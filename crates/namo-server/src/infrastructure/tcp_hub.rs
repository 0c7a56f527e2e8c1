//! TCP hub: accept loop, per-peer sessions, heartbeat sweep, and
//! broadcast of inbound serial messages.
//!
//! Each accepted connection becomes a [`ClientPeer`] with two dedicated
//! tasks: a read loop parsing newline-delimited commands and a writer
//! task draining the peer's outbound line queue.  The active peer set is
//! guarded by one coarse lock covering insert (accept), iterate (sweep),
//! update (heartbeat refresh), and remove (evict), so the sweep never
//! observes a partially mutated set.
//!
//! Broadcast deliberately does **not** hold the lock across socket
//! writes: it snapshots the outbound sinks and then sends, so a broadcast
//! may race a concurrent eviction; the send to an evicted peer fails
//! safely and is ignored.  Eviction happens only via the sweep or the
//! peer's own read-loop termination, never from a failed broadcast write.
//!
//! Peer-local failures never cross into other peers or into the bridge.

use std::collections::HashMap;
use std::net::SocketAddr;
use std::sync::{
    atomic::{AtomicBool, Ordering},
    Arc,
};
use std::time::{Duration, Instant};

use anyhow::Context;
use tokio::io::{AsyncBufReadExt, AsyncWriteExt, BufReader};
use tokio::net::tcp::{OwnedReadHalf, OwnedWriteHalf};
use tokio::net::{TcpListener, TcpStream};
use tokio::sync::{mpsc, Mutex};
use tokio::time::{interval, timeout};
use tracing::{debug, error, info, warn};

use namo_core::protocol::command::{
    format_received, CSV_FORWARD_KEY, GOODBYE_LINE, HEARTBEAT_LINE, WELCOME_LINE,
};
use namo_core::{parse_command, Command, Frame};

use crate::application::bridge::Bridge;
use crate::infrastructure::link::InboundMessage;

/// Configuration for the TCP hub.
#[derive(Debug, Clone)]
pub struct HubConfig {
    /// Address to listen on.
    pub listen_addr: SocketAddr,
    /// Period of the heartbeat sweep.
    pub heartbeat_interval: Duration,
    /// Silence threshold after which a peer is evicted.
    pub peer_timeout: Duration,
}

impl Default for HubConfig {
    fn default() -> Self {
        Self {
            listen_addr: "0.0.0.0:9000".parse().unwrap(),
            heartbeat_interval: Duration::from_millis(2000),
            peer_timeout: Duration::from_millis(9000),
        }
    }
}

/// One connected TCP peer.
struct ClientPeer {
    /// Outbound line sink, drained by the peer's writer task.
    outbound: mpsc::UnboundedSender<String>,
    /// Refreshed by inbound `HEARTBEAT` lines; read by the sweep.
    last_heartbeat: Instant,
    /// Force-closes the read loop on eviction.
    read_task: tokio::task::AbortHandle,
}

type PeerMap = Arc<Mutex<HashMap<SocketAddr, ClientPeer>>>;

/// The TCP hub.  Bind first (so tests can learn the ephemeral port), then
/// run the accept loop.
pub struct TcpHub {
    config: HubConfig,
    listener: TcpListener,
    bridge: Arc<Bridge>,
    peers: PeerMap,
    running: Arc<AtomicBool>,
}

impl TcpHub {
    /// Binds the TCP listener.
    ///
    /// # Errors
    ///
    /// Returns an error if the listener cannot be bound (port in use,
    /// missing permission).
    pub async fn bind(
        config: HubConfig,
        bridge: Arc<Bridge>,
        running: Arc<AtomicBool>,
    ) -> anyhow::Result<Self> {
        let listener = TcpListener::bind(config.listen_addr)
            .await
            .with_context(|| format!("failed to bind TCP listener on {}", config.listen_addr))?;
        Ok(Self {
            config,
            listener,
            bridge,
            peers: Arc::new(Mutex::new(HashMap::new())),
            running,
        })
    }

    /// The address the hub actually listens on.
    pub fn local_addr(&self) -> anyhow::Result<SocketAddr> {
        self.listener.local_addr().context("no local address")
    }

    /// Runs the hub until the running flag is cleared: accepts peers,
    /// sweeps heartbeats, and rebroadcasts inbound serial messages.
    pub async fn run(self) -> anyhow::Result<()> {
        info!("serial server listening on {}", self.local_addr()?);

        // ── Republish task: serial inbound → every active peer ───────────────
        let republish_task = tokio::spawn(republish_inbound(
            self.bridge.subscribe(),
            Arc::clone(&self.peers),
        ));

        // ── Heartbeat sweep ──────────────────────────────────────────────────
        let sweep_task = tokio::spawn(heartbeat_sweep(
            Arc::clone(&self.peers),
            self.config.heartbeat_interval,
            self.config.peer_timeout,
            Arc::clone(&self.running),
        ));

        // ── Accept loop ──────────────────────────────────────────────────────
        loop {
            if !self.running.load(Ordering::Relaxed) {
                info!("shutdown flag set; stopping accept loop");
                break;
            }

            // Short timeout so the loop observes the running flag even
            // when no peers are connecting.
            match timeout(Duration::from_millis(200), self.listener.accept()).await {
                Ok(Ok((stream, peer_addr))) => {
                    info!("client connected from {peer_addr}");
                    register_peer(
                        stream,
                        peer_addr,
                        Arc::clone(&self.peers),
                        Arc::clone(&self.bridge),
                    )
                    .await;
                }
                Ok(Err(e)) => {
                    // Transient accept error; keep serving other peers.
                    error!("accept error: {e}");
                }
                Err(_) => {
                    // Timeout: loop back and check the running flag.
                }
            }
        }

        // ── Drain ────────────────────────────────────────────────────────────
        sweep_task.abort();
        republish_task.abort();
        let mut peers = self.peers.lock().await;
        for (addr, peer) in peers.drain() {
            debug!("closing session {addr}");
            peer.read_task.abort();
        }
        Ok(())
    }
}

// ── Peer lifecycle ────────────────────────────────────────────────────────────

/// Wires up one accepted connection: writer task, read loop, welcome
/// line, and registration in the active set.
async fn register_peer(stream: TcpStream, addr: SocketAddr, peers: PeerMap, bridge: Arc<Bridge>) {
    let (read_half, write_half) = stream.into_split();
    let (out_tx, out_rx) = mpsc::unbounded_channel::<String>();

    // Hold the set lock across spawn + insert: the read loop's eventual
    // self-removal waits on this lock, so it can never run before the
    // entry exists, and once a peer observes its welcome line it is
    // already visible to the sweep and to broadcasts.
    let mut registered = peers.lock().await;

    tokio::spawn(write_lines(write_half, out_rx, addr));
    let read_task = tokio::spawn(peer_read_loop(
        read_half,
        addr,
        Arc::clone(&peers),
        bridge,
        out_tx.clone(),
    ));

    let _ = out_tx.send(WELCOME_LINE.to_string());
    registered.insert(
        addr,
        ClientPeer {
            outbound: out_tx,
            last_heartbeat: Instant::now(),
            read_task: read_task.abort_handle(),
        },
    );
}

/// Writer task: drains the peer's line queue onto the socket.
///
/// Ends when every sender is gone (peer removed + read loop finished) or
/// on a write failure; either way the write half drops and the socket
/// closes once the read half is gone too.
async fn write_lines(
    mut write_half: OwnedWriteHalf,
    mut out_rx: mpsc::UnboundedReceiver<String>,
    addr: SocketAddr,
) {
    while let Some(line) = out_rx.recv().await {
        let framed = format!("{line}\n");
        if let Err(e) = write_half.write_all(framed.as_bytes()).await {
            debug!("session {addr}: write failed: {e}");
            break;
        }
    }
}

/// Per-peer read loop: parses newline-delimited commands until QUIT, EOF,
/// or a socket error, then removes the peer from the active set.
async fn peer_read_loop(
    read_half: OwnedReadHalf,
    addr: SocketAddr,
    peers: PeerMap,
    bridge: Arc<Bridge>,
    out: mpsc::UnboundedSender<String>,
) {
    let mut lines = BufReader::new(read_half).lines();

    loop {
        let line = match lines.next_line().await {
            Ok(Some(line)) => line,
            Ok(None) => {
                debug!("session {addr}: peer closed the connection");
                break;
            }
            Err(e) => {
                debug!("session {addr}: read error: {e}");
                break;
            }
        };

        match parse_command(&line) {
            Ok(Command::Heartbeat) => {
                if let Some(peer) = peers.lock().await.get_mut(&addr) {
                    peer.last_heartbeat = Instant::now();
                }
            }
            Ok(Command::Quit) => {
                let _ = out.send(GOODBYE_LINE.to_string());
                break;
            }
            Ok(Command::SendText {
                channel,
                key,
                value,
            }) => {
                let reply = match bridge.send(&channel, Frame::text(key.clone(), value.clone())) {
                    Ok(()) => format!("Sent TEXT to {channel} (key={key}, value={value})"),
                    Err(e) => format!("ERROR: {e}"),
                };
                let _ = out.send(reply);
            }
            Ok(Command::SendBinary {
                channel,
                key,
                payload,
            }) => {
                let len = payload.len();
                let reply = match bridge.send(&channel, Frame::binary(key.clone(), payload)) {
                    Ok(()) => format!("Sent BINARY to {channel} (key={key}, {len} bytes)"),
                    Err(e) => format!("ERROR: {e}"),
                };
                let _ = out.send(reply);
            }
            Ok(Command::SendCsv {
                channel,
                count,
                delay_multiplier,
                ..
            }) => {
                let frame = Frame::binary(CSV_FORWARD_KEY, vec![count, delay_multiplier]);
                let reply = match bridge.send(&channel, frame) {
                    Ok(()) => format!(
                        "Sent CSV-converted BINARY to {channel} ({CSV_FORWARD_KEY}, {count} \
                         toggles, delay multiplier {delay_multiplier})"
                    ),
                    Err(e) => format!("ERROR: {e}"),
                };
                let _ = out.send(reply);
            }
            Err(e) => {
                let _ = out.send(format!("ERROR: {e}"));
            }
        }
    }

    // Self-eviction: dropping the map's sender (and ours, on return) lets
    // the writer task drain any farewell line and exit.
    peers.lock().await.remove(&addr);
}

// ── Heartbeat sweep ───────────────────────────────────────────────────────────

/// One shared scheduled task: every `period`, evict peers silent for
/// longer than `peer_timeout` and send a heartbeat line to the rest.
async fn heartbeat_sweep(
    peers: PeerMap,
    period: Duration,
    peer_timeout: Duration,
    running: Arc<AtomicBool>,
) {
    let mut ticker = interval(period);
    ticker.tick().await; // Skip the immediate first tick.

    loop {
        ticker.tick().await;
        if !running.load(Ordering::Relaxed) {
            break;
        }

        let now = Instant::now();
        let mut peers = peers.lock().await;
        peers.retain(|addr, peer| {
            if now.duration_since(peer.last_heartbeat) > peer_timeout {
                info!("client {addr} timed out; closing connection");
                peer.read_task.abort();
                false
            } else {
                let _ = peer.outbound.send(HEARTBEAT_LINE.to_string());
                true
            }
        });
    }
}

// ── Broadcast ─────────────────────────────────────────────────────────────────

/// Rebroadcasts every inbound serial message as a `RECEIVED` line to all
/// peers active at that moment.
async fn republish_inbound(
    mut rx: tokio::sync::broadcast::Receiver<InboundMessage>,
    peers: PeerMap,
) {
    loop {
        match rx.recv().await {
            Ok(msg) => {
                let line = format_received(&msg.channel, &msg.frame);
                broadcast_line(&peers, &line).await;
            }
            Err(tokio::sync::broadcast::error::RecvError::Lagged(n)) => {
                warn!("rebroadcast fell behind; {n} message(s) dropped");
            }
            Err(tokio::sync::broadcast::error::RecvError::Closed) => break,
        }
    }
}

/// Sends one line to every peer active at call time.
///
/// Snapshots the sinks under the lock, then sends without it; a send that
/// races an eviction fails and is ignored.
async fn broadcast_line(peers: &PeerMap, line: &str) {
    let sinks: Vec<mpsc::UnboundedSender<String>> = {
        let peers = peers.lock().await;
        peers.values().map(|p| p.outbound.clone()).collect()
    };
    for sink in sinks {
        let _ = sink.send(line.to_string());
    }
}

// ── Tests ─────────────────────────────────────────────────────────────────────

:::::

To do: Everything from the first line of the records through the line containing "so a broadcast" is to be set down exactly, while later lines are left out.

Response to this exercise:
filename crates/namo-server/src/infrastructure/tcp_hub.rs
repository 0c7a56f527e2e8c1
//! TCP hub: accept loop, per-peer sessions, heartbeat sweep, and
//! broadcast of inbound serial messages.
//!
//! Each accepted connection becomes a [`ClientPeer`] with two dedicated
//! tasks: a read loop parsing newline-delimited commands and a writer
//! task draining the peer's outbound line queue.  The active peer set is
//! guarded by one coarse lock covering insert (accept), iterate (sweep),
//! update (heartbeat refresh), and remove (evict), so the sweep never
//! observes a partially mutated set.
//!
//! Broadcast deliberately does **not** hold the lock across socket
//! writes: it snapshots the outbound sinks and then sends, so a broadcast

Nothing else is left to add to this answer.